A princípio Xandão não tinha percebido que Chitão estava ali, ele e ela eram amigos, apesar da grande diferença de idade.

— Chitão!? O que tá sucedeno aqui? — Perguntou Xandão —

— Esse disgraçado tava bateno ni Rogerio! Disse Chitão apontando Vandin que estava encostado no mundo massageando o lado do rosto machucado —

Xandão olhou severamente com seus olhos profundamente azuis para Vandin.

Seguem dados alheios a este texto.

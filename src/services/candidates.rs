//! Candidate production: ranked popularity listings and AI title suggestion.
//!
//! Both paths consult the caller's working SeenSet so already-interacted and
//! already-suggested movies never resurface, and both resolve raw titles to
//! full records through the metadata provider before a candidate is accepted.

use std::collections::HashSet;
use std::sync::Arc;

use chrono::Utc;

use crate::error::{AppError, AppResult};
use crate::models::{Category, InteractionType, MovieCandidate, Profile};
use crate::services::providers::{MetadataProvider, TitleSuggester};

/// The AI path requests this many times the quota, to absorb resolution
/// failures and duplicates
pub const AI_TITLE_MULTIPLIER: usize = 3;

/// Page limit per fallback category
const MAX_PAGES_PER_CATEGORY: u32 = 20;

/// Cold-start recency exclusion window
const RECENCY_WINDOW_MONTHS: u32 = 6;

pub struct CandidateSource {
    metadata: Arc<dyn MetadataProvider>,
    suggester: Arc<dyn TitleSuggester>,
}

impl CandidateSource {
    pub fn new(metadata: Arc<dyn MetadataProvider>, suggester: Arc<dyn TitleSuggester>) -> Self {
        Self {
            metadata,
            suggester,
        }
    }

    /// Walks the ranked categories, topping `batch` up to `quota` unique
    /// candidates.
    ///
    /// Listing-page and title-resolution failures are recovered by moving on;
    /// only exhausting the page limit of every category ends short.
    /// With `exclude_recent` set (cold start), entries released in the last
    /// six months are skipped.
    pub async fn fill_from_popular(
        &self,
        batch: &mut Vec<MovieCandidate>,
        seen: &mut HashSet<i64>,
        quota: usize,
        exclude_recent: bool,
    ) {
        let today = Utc::now().date_naive();

        for category in Category::RANKED {
            let mut page = 1;
            while batch.len() < quota && page <= MAX_PAGES_PER_CATEGORY {
                let listings = match self.metadata.list_by_category(category, page).await {
                    Ok(listings) => listings,
                    Err(e) => {
                        tracing::warn!(%category, page, error = %e, "Category listing failed");
                        break;
                    }
                };
                if listings.is_empty() {
                    break;
                }

                for listing in listings {
                    if batch.len() >= quota {
                        break;
                    }
                    if seen.contains(&listing.id) {
                        continue;
                    }
                    if exclude_recent && listing.released_within(RECENCY_WINDOW_MONTHS, today) {
                        continue;
                    }
                    let Some(title) = listing.title else {
                        continue;
                    };

                    // Resolve the full record so every served candidate has a
                    // consistent shape
                    match self.metadata.resolve_by_title(&title).await {
                        Ok(Some(candidate)) => {
                            if seen.insert(candidate.id) {
                                batch.push(candidate);
                            }
                        }
                        Ok(None) => {}
                        Err(e) => {
                            tracing::debug!(title = %title, error = %e, "Resolution failed, skipping");
                        }
                    }
                }

                page += 1;
            }

            if batch.len() >= quota {
                break;
            }
        }

        tracing::debug!(
            collected = batch.len(),
            quota,
            exclude_recent,
            "Popularity fallback pass finished"
        );
    }

    /// AI suggestion pass: prompt, parse, resolve, filter.
    ///
    /// Returns the accepted candidates, possibly fewer than `quota`. Any
    /// suggester failure, including output with no parseable titles, is an
    /// error for the assembler to recover from.
    pub async fn ai_candidates(
        &self,
        profile: &Profile,
        seen: &mut HashSet<i64>,
        quota: usize,
    ) -> AppResult<Vec<MovieCandidate>> {
        let prompt = Self::build_prompt(profile, quota);
        let raw = self.suggester.generate(&prompt).await?;

        let titles = Self::parse_titles(&raw);
        if titles.is_empty() {
            return Err(AppError::ExternalApi(
                "Suggester output contained no usable titles".to_string(),
            ));
        }
        tracing::debug!(titles = titles.len(), "Suggester returned title list");

        let mut accepted = Vec::new();
        for title in titles {
            if accepted.len() >= quota {
                break;
            }
            match self.metadata.resolve_by_title(&title).await {
                Ok(Some(candidate)) => {
                    if seen.insert(candidate.id) {
                        accepted.push(candidate);
                    }
                }
                Ok(None) => {
                    tracing::debug!(title = %title, "Suggested title did not resolve");
                }
                Err(e) => {
                    tracing::debug!(title = %title, error = %e, "Resolution failed, skipping");
                }
            }
        }

        Ok(accepted)
    }

    /// Builds the suggestion prompt: the profile's reactions grouped by
    /// strength, the full exclusion list, and a 3x-quota title request.
    pub fn build_prompt(profile: &Profile, quota: usize) -> String {
        let mut prompt = format!("Suggest {} movies.", quota * AI_TITLE_MULTIPLIER);

        let sections: [(InteractionType, &str); 4] = [
            (InteractionType::StrongLike, "strongly likes"),
            (InteractionType::Like, "likes"),
            (InteractionType::Dislike, "dislikes"),
            (InteractionType::StrongDislike, "strongly dislikes"),
        ];
        for (kind, verb) in sections {
            let titles = profile.titles_by_kind(kind);
            if !titles.is_empty() {
                prompt.push_str(&format!(" The user {} these movies: {}.", verb, titles.join(", ")));
            }
        }

        let mut excluded: Vec<&str> = Vec::new();
        let mut excluded_set: HashSet<&str> = HashSet::new();
        let interacted = profile
            .interactions
            .iter()
            .filter_map(|i| i.movie_details.as_ref().map(|d| d.title.as_str()));
        let suggested = profile.suggested_movies.iter().map(|s| s.movie_title.as_str());
        for title in interacted.chain(suggested) {
            if excluded_set.insert(title) {
                excluded.push(title);
            }
        }
        if !excluded.is_empty() {
            prompt.push_str(&format!(
                " DO NOT suggest any of the following movies: {}.",
                excluded.join(", ")
            ));
        }

        prompt.push_str(" Provide only the movie titles, one per line.");
        prompt
    }

    /// Splits suggester output into titles, tolerating list markers,
    /// numbering, and quoting
    pub fn parse_titles(raw: &str) -> Vec<String> {
        raw.lines()
            .map(Self::clean_title_line)
            .filter(|title| !title.is_empty())
            .collect()
    }

    fn clean_title_line(line: &str) -> String {
        let mut title = line.trim();

        if let Some(rest) = title.strip_prefix(|c: char| c == '-' || c == '*') {
            title = rest.trim_start();
        } else {
            let digits = title.chars().take_while(char::is_ascii_digit).count();
            if digits > 0 {
                let after = &title[digits..];
                if let Some(rest) = after.strip_prefix('.').or_else(|| after.strip_prefix(')')) {
                    title = rest.trim_start();
                }
            }
        }

        title.trim_matches('"').trim().to_string()
    }
}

— Ocê merecia eu li cortá o côro das costa com essa taca, mas eu não sô seu pai, intão vô largá pra lá! Agora some daqui antes que eu perdo a paciência! — Disse Xandão severamente —

Apesar das ofensas e ameaças, aquela situação foi favorável para Vandin, porque agora ele tinha uma desculpa para não enfrentar Chitão e ir embora sem parecer mais covarde do que ele já era. Vandin cuspiu um bocado de saliva misturado com sangue para o lado e saiu caminhado lentamente, ele ainda deu um último olhar de ódio para Chitão e seguiu para sua casa.

— Esse muleque é o cão! Esse trem não tem futuro não, eu tem pena da mãe e do pai dele. — Comentou Xandão —

— Por que ele tava bateno ni Rogerio? — Perguntou Xandão —

— Eu não sei, quand eu cheguei aqui ele já tava dicima de Rogerio dando tapa na cara do minino, capaz que não foi por causa de nada, esse Vandin é ruim! Ele gosta de judiar dozôto! — Respondeu Chitão —

À essa altura, a molecada que assistia o espancamento de Rogerio já havia se dispersado, Xandão se despediu de Chitão e entrou em seu Volkswagen Gol de cor prata, os amortecedores baixaram com o elevado peso do homem.